I found that Caddy has a plugin for my registrar (Porkbun). GitHub - caddy-dns/porkbun

So I added the global config to the LAN-server Caddyfile. But then I discovered that this plugin does not ship with the official binary despite being in the official(?) GitHub. So, I downloaded a custom build from the website, and it appeared to pass the challenge - however this is not an acceptable long term solution as the package manager cannot update this.

Still, I don’t mind doing it for a short time, but now when I go to my domain in the browser I still just get a white screen (reverse proxy fail, as before), but this time no additional log entries are generated on the “internal” server. So it seems traffic may have never been forwarded? Not sure.
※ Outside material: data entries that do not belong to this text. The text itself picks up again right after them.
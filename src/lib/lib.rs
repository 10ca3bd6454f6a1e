// src/lib/lib.rs

// modules
pub mod clock;
pub mod date;
pub mod process;
pub mod text;
pub mod timer;
pub mod version;

// re-exports
pub use clock::*;
pub use date::*;
pub use process::*;
pub use text::*;
pub use timer::*;
pub use version::*;
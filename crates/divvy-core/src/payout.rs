//! External payout seam used by withdrawals.
//!
//! A payout moves already-accounted dividends out of the system. It may fail
//! for reasons the ledger cannot control; failures are soft and the ledger
//! rolls its bookkeeping back.

use std::collections::{BTreeMap, BTreeSet};

use serde::{Deserialize, Serialize};
use thiserror::Error;
use tracing::debug;

use crate::{AccountId, Amount};

/// Cost ceiling for a single payout call.
#[derive(Clone, Copy, Debug, Serialize, Deserialize, PartialEq, Eq, PartialOrd, Ord)]
#[serde(transparent)]
pub struct PayoutBudget(pub u64);

impl PayoutBudget {
    pub const DEFAULT: PayoutBudget = PayoutBudget(3_000);
}

impl Default for PayoutBudget {
    fn default() -> Self {
        Self::DEFAULT
    }
}

#[derive(Debug, Error, Clone, PartialEq, Eq)]
pub enum PayoutError {
    #[error("recipient {0} rejected the payout")]
    Rejected(AccountId),
    #[error("payout cost {cost} exceeds budget {budget}")]
    BudgetExceeded { cost: u64, budget: u64 },
    #[error("payout channel unavailable: {0}")]
    Unavailable(String),
}

/// Anything able to hand `amount` to `account` within a cost budget.
pub trait Payout {
    fn pay(
        &mut self,
        account: &AccountId,
        amount: Amount,
        budget: PayoutBudget,
    ) -> Result<(), PayoutError>;
}

#[derive(Clone, Debug, Serialize, Deserialize, PartialEq, Eq, Default)]
#[serde(default, deny_unknown_fields)]
pub struct MemoryPayoutConfig {
    /// Simulated cost charged against the budget per payout.
    pub cost_per_payout: u64,
    /// Recipients that refuse every payout.
    pub rejecting: BTreeSet<AccountId>,
}

/// In-memory payout sink; records what each account received.
#[derive(Clone, Debug, Default)]
pub struct MemoryPayout {
    config: MemoryPayoutConfig,
    paid: BTreeMap<AccountId, Amount>,
}

impl MemoryPayout {
    pub fn new(config: MemoryPayoutConfig) -> Self {
        Self {
            config,
            paid: BTreeMap::new(),
        }
    }

    pub fn paid_to(&self, account: &AccountId) -> Amount {
        self.paid.get(account).copied().unwrap_or(0)
    }

    pub fn total_paid(&self) -> u128 {
        self.paid.values().map(|v| *v as u128).sum()
    }

    pub fn reject(&mut self, account: impl Into<AccountId>) {
        self.config.rejecting.insert(account.into());
    }

    pub fn accept(&mut self, account: &AccountId) {
        self.config.rejecting.remove(account);
    }
}

impl Payout for MemoryPayout {
    fn pay(
        &mut self,
        account: &AccountId,
        amount: Amount,
        budget: PayoutBudget,
    ) -> Result<(), PayoutError> {
        if self.config.cost_per_payout > budget.0 {
            return Err(PayoutError::BudgetExceeded {
                cost: self.config.cost_per_payout,
                budget: budget.0,
            });
        }
        if self.config.rejecting.contains(account) {
            return Err(PayoutError::Rejected(account.clone()));
        }
        let entry = self.paid.entry(account.clone()).or_default();
        *entry = entry
            .checked_add(amount)
            .ok_or_else(|| PayoutError::Unavailable("recipient balance overflow".into()))?;
        debug!(%account, amount, "payout delivered");
        Ok(())
    }
}

/// Payout that always fails; useful for exercising the rollback path.
#[derive(Clone, Copy, Debug, Default)]
pub struct RefusingPayout;

impl Payout for RefusingPayout {
    fn pay(&mut self, account: &AccountId, _: Amount, _: PayoutBudget) -> Result<(), PayoutError> {
        Err(PayoutError::Rejected(account.clone()))
    }
}
//! Serde adapter that writes wide integers (u128, I256) as decimal strings.
//!
//! JSON consumers commonly read numbers as f64, so magnified values travel
//! as strings.

use std::fmt::Display;
use std::str::FromStr;

use serde::{de::Error, Deserialize, Deserializer, Serializer};

pub fn serialize<T, S>(value: &T, serializer: S) -> Result<S::Ok, S::Error>
where
    T: Display,
    S: Serializer,
{
    serializer.collect_str(value)
}

pub fn deserialize<'de, T, D>(deserializer: D) -> Result<T, D::Error>
where
    T: FromStr,
    T::Err: Display,
    D: Deserializer<'de>,
{
    let encoded = String::deserialize(deserializer)?;
    encoded.parse().map_err(D::Error::custom)
}
use serde::{Deserialize, Serialize};

use crate::{AccountId, Amount};

/// Observable ledger events, only emitted for non-zero effects.
#[derive(Clone, Debug, Serialize, Deserialize, PartialEq, Eq)]
#[serde(tag = "type", rename_all = "snake_case")]
pub enum LedgerEvent {
    Distributed { initiator: AccountId, amount: Amount },
    Withdrawn { account: AccountId, amount: Amount },
}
Either way, no more certificate failure (but if the traffic was never making it there to begin with, that explains why the automatic SSL failed).

So, your suggestion has certainly helped narrow down the issue, thank you.
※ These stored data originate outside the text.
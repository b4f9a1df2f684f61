use std::io::BufRead;

use anyhow::{Context, Result};
use divvy_core::{AccountId, BatchId, PoolOp};
use serde::{Deserialize, Serialize};

/// Steps that only make sense outside an atomic batch.
#[derive(Clone, Debug, Serialize, Deserialize, PartialEq, Eq)]
#[serde(tag = "type", rename_all = "snake_case")]
pub enum Control {
    Withdraw {
        account: AccountId,
    },
    WithdrawAll,
    Batch {
        #[serde(default)]
        id: Option<BatchId>,
        ops: Vec<PoolOp>,
    },
}

/// One line of a replay script.
#[derive(Clone, Debug, Serialize, Deserialize, PartialEq, Eq)]
#[serde(untagged)]
pub enum ScriptStep {
    Op(PoolOp),
    Control(Control),
}

/// Parses a JSON-lines script. Blank lines and `#` comments are skipped.
pub fn parse_script(reader: impl BufRead) -> Result<Vec<(usize, ScriptStep)>> {
    let mut steps = Vec::new();
    for (idx, line) in reader.lines().enumerate() {
        let line_no = idx + 1;
        let line = line.with_context(|| format!("read line {line_no}"))?;
        let trimmed = line.trim();
        if trimmed.is_empty() || trimmed.starts_with('#') {
            continue;
        }
        let step: ScriptStep = serde_json::from_str(trimmed)
            .with_context(|| format!("line {line_no}: unrecognised step"))?;
        steps.push((line_no, step));
    }
    Ok(steps)
}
When I try to connect from my web browser this is what the WAN facing server reports:

Feb 07 16:35:31 centauri caddy[2274968]: {"level":"error","ts":1738974931.778648,"logger":"http.log.error","msg":"remote error: tls: internal error","request":{"remote_ip":"<IP>","remote_port":"33334","client_ip":"<IP>","proto":"HTTP/2.0","method":"GET","host":"<DOMAIN>","uri":"/","headers":{"User-Agent":["Mozilla/5.0 (Windows NT 10.0; Win64; x64; rv:134.0) Gecko/20100101 Firefox/134.0"],"Accept-Encoding":["gzip, deflate, br, zstd"],"Dnt":["1"],"Upgrade-Insecure-Requests":["1"],"Sec-Fetch-Dest":["document"],"Sec-Fetch-User":["?1"],"Te":["trailers"],"Accept":["text/html,application/xhtml+xml,application/xml;q=0.9,*/*;q=0.8"],"Accept-Language":["en-US,en;q=0.5"],"Sec-Gpc":["1"],"Sec-Fetch-Mode":["navigate"],"Sec-Fetch-Site":["none"],"Priority":["u=0, i"]},"tls":{"resumed":false,"version":772,"cipher_suite":4865,"proto":"h2","server_name":"<DOMAIN>"}},"duration":0.054393451,"status":502,"err_id":"2zb33hvr6","err_trace":"reverseproxy.statusError (reverseproxy.go:1269)"}

Clearly there is an error in the WAN-Caddy reverse proxy setup, though I’m not clear what the error is (I guess I can go check the source code, it seems to have a line number… nevermind, can’t find anything).

Caddy, by default, supports HTTP-01 and TLS-ALPN-01 challenges. For these to work, Caddy needs to be accessible from the internet.

From your logs, it looks like your internal Caddy is trying to obtain a certificate via the TLS-ALPN-01 challenge, but it’s failing because it isn’t reachable from the internet. That’s why I asked whether you could use the DNS-01 challenge instead, as it doesn’t require the server to be publicly accessible.

For the DNS-01 challenge, as you mentioned, Caddy will need the appropriate DNS module that works with your registrar.

One option is to install the internal Caddy as a Docker container and set up an automated build and update process.

Alternatively, you could have your external Caddy obtain the certificate for your internal domain - assuming the internal domain is publicly resolvable and routable to your external Caddy. You’d then use a scheduled script to copy the key and certificate to your internal Caddy, which would reference them using the tls directive.

Another approach is to run a separate Caddy instance with your DNS registrar module, solely for obtaining the certificate via the DNS-01 challenge, and then passing it to your internal Caddy.

You could also use tls internal on your internal Caddy and configure your external Caddy to trust its CA.

Just throwing out some possible solutions.